Anche se l'India è al momento l'epicentro mondiale della pandemia di Covid-19, con oltre 400mila nuovi casi registrati nelle ultime 24 e circa quattromila morti, sono numerosi i Paesi da un angolo all'altro del globo alle prese con una nuova ondata dell'infezione e che sono in difficoltà sia per la pressione sulle strutture ospedaliere che per i rallentamenti nelle campagne di vaccinazione. Dal Nepal al Brasile, dall'Argentina al Giappone, ecco dove l'emergenza Coronavirus continua.

Nepal

Tra i Paesi sotto i riflettori della comunità internazionale per un rapido peggioramento della situazione epidemiologica c'è il Nepal. I distretti che hanno fatto registrare il più alto incremento di contagi sono proprio quelli al confine con l'India. Come nel colosso asiatico, gli ospedali sono sopraffatti dalle emergenza, c'è carenza di materiale sanitario e il primo ministro ha fatto un appello affinché chiunque possa li aiuti a superare questo momento di estrema difficoltà. Solo un mese fa il Paese da 31 milioni di abitanti riportava circa 100 casi al giorno, mentre oggi ne sono più di 8.600. Una crescita esponenziale, collegata molto probabilmente alla diffusione della variante indiana.
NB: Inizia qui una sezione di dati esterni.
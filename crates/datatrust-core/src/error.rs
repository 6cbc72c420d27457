// crates/datatrust-core/src/error.rs
// ============================================================================
// Module: DataTrust Error Model
// Description: Typed error kinds for connector and trust operations.
// Purpose: Provide stable, actionable error values for every external failure.
// Dependencies: serde, thiserror
// ============================================================================

//! ## Overview
//! Every externally visible failure carries a stable kind tag, a human
//! message, and an actionable suggestion. Connector errors cover the adapter
//! capability surface; trust errors cover the consistency, change-detection,
//! reconciliation, snapshot, and audit subsystems. Kinds are serialized in
//! SCREAMING_SNAKE_CASE to keep wire labels stable.

// ============================================================================
// SECTION: Imports
// ============================================================================

use std::collections::BTreeMap;
use std::fmt;

use serde::Deserialize;
use serde::Serialize;
use serde_json::Value;

// ============================================================================
// SECTION: Connector Error Kinds
// ============================================================================

/// Stable kind tags for connector operation failures.
///
/// # Invariants
/// - Variants are stable for programmatic handling and audit labels.
#[derive(Debug, Clone, Copy, PartialEq, Eq, Hash, Serialize, Deserialize)]
#[serde(rename_all = "SCREAMING_SNAKE_CASE")]
pub enum ConnectorErrorKind {
    /// Connection to the backing source failed.
    ConnectionFailed,
    /// Credentials were rejected by the backing source.
    AuthenticationFailed,
    /// A referenced entity does not exist.
    NotFound,
    /// Record contents failed validation.
    ValidationError,
    /// The backing source denied the operation.
    PermissionDenied,
    /// The backing source throttled the operation.
    RateLimited,
    /// The operation exceeded its deadline.
    Timeout,
    /// Records do not match the declared or inferred schema.
    SchemaMismatch,
    /// A write operation failed.
    WriteFailed,
    /// A read operation failed.
    ReadFailed,
    /// The connector does not support the requested operation.
    UnsupportedOperation,
    /// The connector configuration is invalid.
    ConfigurationError,
    /// An unclassified failure.
    Unknown,
}

impl ConnectorErrorKind {
    /// Returns the stable wire label for this kind.
    #[must_use]
    pub const fn as_str(self) -> &'static str {
        match self {
            Self::ConnectionFailed => "CONNECTION_FAILED",
            Self::AuthenticationFailed => "AUTHENTICATION_FAILED",
            Self::NotFound => "NOT_FOUND",
            Self::ValidationError => "VALIDATION_ERROR",
            Self::PermissionDenied => "PERMISSION_DENIED",
            Self::RateLimited => "RATE_LIMITED",
            Self::Timeout => "TIMEOUT",
            Self::SchemaMismatch => "SCHEMA_MISMATCH",
            Self::WriteFailed => "WRITE_FAILED",
            Self::ReadFailed => "READ_FAILED",
            Self::UnsupportedOperation => "UNSUPPORTED_OPERATION",
            Self::ConfigurationError => "CONFIGURATION_ERROR",
            Self::Unknown => "UNKNOWN",
        }
    }
}

impl fmt::Display for ConnectorErrorKind {
    fn fmt(&self, f: &mut fmt::Formatter<'_>) -> fmt::Result {
        f.write_str(self.as_str())
    }
}

// ============================================================================
// SECTION: Connector Error
// ============================================================================

/// Typed connector operation failure.
///
/// # Invariants
/// - `message` is human-readable and never empty.
/// - `suggestion` names a concrete next step when present.
#[derive(Debug, Clone, PartialEq, Serialize, Deserialize, thiserror::Error)]
pub struct ConnectorError {
    /// Stable kind tag.
    pub kind: ConnectorErrorKind,
    /// Human-readable failure description.
    pub message: String,
    /// Connector identifier when the failure is connector-scoped.
    #[serde(skip_serializing_if = "Option::is_none")]
    pub connector_id: Option<String>,
    /// Actionable remediation hint.
    #[serde(skip_serializing_if = "Option::is_none")]
    pub suggestion: Option<String>,
    /// Supplementary structured context (transport codes, limits, snapshots).
    #[serde(skip_serializing_if = "BTreeMap::is_empty", default)]
    pub context: BTreeMap<String, Value>,
}

impl ConnectorError {
    /// Creates a connector error with a kind and message.
    #[must_use]
    pub fn new(kind: ConnectorErrorKind, message: impl Into<String>) -> Self {
        Self {
            kind,
            message: message.into(),
            connector_id: None,
            suggestion: None,
            context: BTreeMap::new(),
        }
    }

    /// Attaches the connector identifier.
    #[must_use]
    pub fn with_connector(mut self, connector_id: impl Into<String>) -> Self {
        self.connector_id = Some(connector_id.into());
        self
    }

    /// Attaches an actionable suggestion.
    #[must_use]
    pub fn with_suggestion(mut self, suggestion: impl Into<String>) -> Self {
        self.suggestion = Some(suggestion.into());
        self
    }

    /// Attaches a structured context entry.
    #[must_use]
    pub fn with_context(mut self, key: impl Into<String>, value: Value) -> Self {
        self.context.insert(key.into(), value);
        self
    }

    /// Returns the transport-layer code recorded in context when present.
    #[must_use]
    pub fn transport_code(&self) -> Option<&str> {
        self.context.get("transport_code").and_then(Value::as_str)
    }
}

impl fmt::Display for ConnectorError {
    fn fmt(&self, f: &mut fmt::Formatter<'_>) -> fmt::Result {
        write!(f, "[{}] {}", self.kind, self.message)?;
        if let Some(suggestion) = &self.suggestion {
            write!(f, " ({suggestion})")?;
        }
        Ok(())
    }
}

// ============================================================================
// SECTION: Trust Error Kinds
// ============================================================================

/// Stable kind tags for trust-primitive failures.
///
/// # Invariants
/// - Variants are stable for programmatic handling and audit labels.
#[derive(Debug, Clone, Copy, PartialEq, Eq, Hash, Serialize, Deserialize)]
#[serde(rename_all = "SCREAMING_SNAKE_CASE")]
pub enum TrustErrorKind {
    /// Comparison source connector is not connected.
    SourceNotConnected,
    /// Comparison target connector is not connected.
    TargetNotConnected,
    /// The referenced connector is not connected.
    ConnectorNotConnected,
    /// A snapshot references a different connector than the one supplied.
    ConnectorMismatch,
    /// Field mapping configuration is invalid.
    MappingError,
    /// A required key field is missing from a record.
    KeyFieldMissing,
    /// A comparison run failed.
    ComparisonFailed,
    /// A batch of records failed mid-processing.
    BatchProcessingError,
    /// Supplied options are invalid.
    InvalidOptions,
    /// Snapshot storage failed.
    SnapshotError,
    /// A snapshot with the requested identifier already exists.
    SnapshotExists,
    /// The requested snapshot does not exist.
    SnapshotNotFound,
    /// Operation audit logging failed.
    AuditLogError,
    /// Operation audit querying failed.
    AuditQueryError,
    /// A reconciliation run failed.
    ReconciliationError,
    /// A reconciliation rule is invalid.
    InvalidRule,
}

impl TrustErrorKind {
    /// Returns the stable wire label for this kind.
    #[must_use]
    pub const fn as_str(self) -> &'static str {
        match self {
            Self::SourceNotConnected => "SOURCE_NOT_CONNECTED",
            Self::TargetNotConnected => "TARGET_NOT_CONNECTED",
            Self::ConnectorNotConnected => "CONNECTOR_NOT_CONNECTED",
            Self::ConnectorMismatch => "CONNECTOR_MISMATCH",
            Self::MappingError => "MAPPING_ERROR",
            Self::KeyFieldMissing => "KEY_FIELD_MISSING",
            Self::ComparisonFailed => "COMPARISON_FAILED",
            Self::BatchProcessingError => "BATCH_PROCESSING_ERROR",
            Self::InvalidOptions => "INVALID_OPTIONS",
            Self::SnapshotError => "SNAPSHOT_ERROR",
            Self::SnapshotExists => "SNAPSHOT_EXISTS",
            Self::SnapshotNotFound => "SNAPSHOT_NOT_FOUND",
            Self::AuditLogError => "AUDIT_LOG_ERROR",
            Self::AuditQueryError => "AUDIT_QUERY_ERROR",
            Self::ReconciliationError => "RECONCILIATION_ERROR",
            Self::InvalidRule => "INVALID_RULE",
        }
    }
}

impl fmt::Display for TrustErrorKind {
    fn fmt(&self, f: &mut fmt::Formatter<'_>) -> fmt::Result {
        f.write_str(self.as_str())
    }
}

// ============================================================================
// SECTION: Trust Error
// ============================================================================

/// Typed trust-primitive failure.
///
/// # Invariants
/// - `message` is human-readable and never empty.
#[derive(Debug, Clone, PartialEq, Serialize, Deserialize, thiserror::Error)]
pub struct TrustError {
    /// Stable kind tag.
    pub kind: TrustErrorKind,
    /// Human-readable failure description.
    pub message: String,
    /// Actionable remediation hint.
    #[serde(skip_serializing_if = "Option::is_none")]
    pub suggestion: Option<String>,
    /// Connector error that caused this failure, when one exists.
    #[serde(skip_serializing_if = "Option::is_none")]
    pub cause: Option<ConnectorError>,
}

impl TrustError {
    /// Creates a trust error with a kind and message.
    #[must_use]
    pub fn new(kind: TrustErrorKind, message: impl Into<String>) -> Self {
        Self {
            kind,
            message: message.into(),
            suggestion: None,
            cause: None,
        }
    }

    /// Attaches an actionable suggestion.
    #[must_use]
    pub fn with_suggestion(mut self, suggestion: impl Into<String>) -> Self {
        self.suggestion = Some(suggestion.into());
        self
    }

    /// Attaches the connector error that caused this failure.
    #[must_use]
    pub fn with_cause(mut self, cause: ConnectorError) -> Self {
        self.cause = Some(cause);
        self
    }
}

impl fmt::Display for TrustError {
    fn fmt(&self, f: &mut fmt::Formatter<'_>) -> fmt::Result {
        write!(f, "[{}] {}", self.kind, self.message)?;
        if let Some(cause) = &self.cause {
            write!(f, ": {cause}")?;
        }
        Ok(())
    }
}

impl From<ConnectorError> for TrustError {
    fn from(cause: ConnectorError) -> Self {
        Self::new(TrustErrorKind::ComparisonFailed, cause.message.clone()).with_cause(cause)
    }
}

// ============================================================================
// SECTION: Tests
// ============================================================================

#[cfg(test)]
mod tests {
    #![allow(clippy::unwrap_used, clippy::panic, reason = "Test-only assertions.")]

    use serde_json::json;

    use super::ConnectorError;
    use super::ConnectorErrorKind;
    use super::TrustErrorKind;

    #[test]
    fn kind_labels_are_screaming_snake() {
        assert_eq!(ConnectorErrorKind::UnsupportedOperation.as_str(), "UNSUPPORTED_OPERATION");
        assert_eq!(TrustErrorKind::SnapshotExists.as_str(), "SNAPSHOT_EXISTS");
        let encoded = serde_json::to_value(ConnectorErrorKind::ReadFailed).unwrap();
        assert_eq!(encoded, json!("READ_FAILED"));
    }

    #[test]
    fn display_includes_kind_and_suggestion() {
        let err = ConnectorError::new(ConnectorErrorKind::Timeout, "read timed out")
            .with_suggestion("increase timeout_ms");
        let rendered = err.to_string();
        assert!(rendered.contains("TIMEOUT"));
        assert!(rendered.contains("increase timeout_ms"));
    }

    #[test]
    fn transport_code_round_trips_through_context() {
        let err = ConnectorError::new(ConnectorErrorKind::ConnectionFailed, "reset")
            .with_context("transport_code", json!("ECONNRESET"));
        assert_eq!(err.transport_code(), Some("ECONNRESET"));
    }
}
Lo scorso fine settimana, il 44% dei test è risultato positivo, secondo i dati del governo citati dalla Federazione internazionale delle società di Croce Rossa e Mezzaluna Rossa.

Argentina

L'Argentina sta sperimentando una nuova ondata di Covid-19 da record: solo nelle ultime 24 ore sono stati registrati in tutto il Paese 663 morti, che portano il totale dall'inizio della pandemia a quota 65.865. Ciò che preoccupa di più il governo di Buenos Aires è per altro l'arrivo della stagione fredda alle porte, che potrebbe aumentare la circolazione del virus. A ciò si aggiunga che la campagna di vaccinazione procede molto a rilento. Finora si è puntato all'uso di vaccini russi (Sputnik V), cinesi (Sinopharm) e indiani (Covishield su licenza AstraZeneca), ma l'offerta continua ad essere molto inferiore alle necessità. A questo stato di relativa crisi contribuisce anche il fatto che il sistema Covax dell'Organizzazione mondiale della sanità (Oms) non sta funzionando come dovrebbe. Al momento risulta aver completato il ciclo vaccinale con la seconda dose del siero solo il 2,55% della popolazione.

Brasile

Situazione esplosiva anche in Brasile, dove da mesi non accenna a concludersi l'emergenza Coronavirus. Nelle ultime 24 ore il Paese ha registrato altri 2.966 morti per Covid, di cui 78mila vittime solo lo scorso mese, e 77.359 nuovi contagi, per un totale di 14,86 milioni di casi confermati, diventando il terzo in tutto il mondo per numero di contagi, dopo Stati Uniti e India. Anche qui, oltre alla massiccia circolazione della cosiddetta variante B.1, tra i problemi che hanno messo in ginocchio il Paese c'è la lentezza nella somministrazione dei vaccini, seppur dovuta alla carenza di forniture e ai ritardi da parte delle case farmaceutiche. Finora è stato vaccinato meno del 10% della popolazione. E mentre le autorità locali riaprono l'economia, sotto la pressione del presidente Jair Bolsonaro, gli scienziati brasiliani avvertono di un ulteriore aumento dei casi e dei decessi quest'estate.

Giappone

Il Giappone, dove nei prossimi mesi sono in programma le Olimpiadi, sta attraversando un momento di difficoltà a causa della pandemia di Covid-19. A preoccupare è in particolare la pressione sul sistema sanitario: le terapie intensive sono piene con oltre 1.100 posti letto occupati, per cui il governo valuta un eventuale terzo stato d'emergenza. Addirittura, secondo dati ufficiali, gli ospedali della prefettura giapponese di Osaka non hanno più letti vuoti disponibili per i pazienti gravi di Covid-19. Per far fronte al numero crescente di casi, le autorità hanno aperto due centri d'attesa in aprile con ventilatori per i pazienti che chiamavano le ambulanze ma non potevano essere ammessi per mancanza di letti. La governatrice di Tokyo Yuriko Koike ha dichiarato giovedì che il numero di nuovi casi di Covid-19 tra i giovani è in aumento e ha invitato i residenti a ridurre ulteriormente i loro movimenti.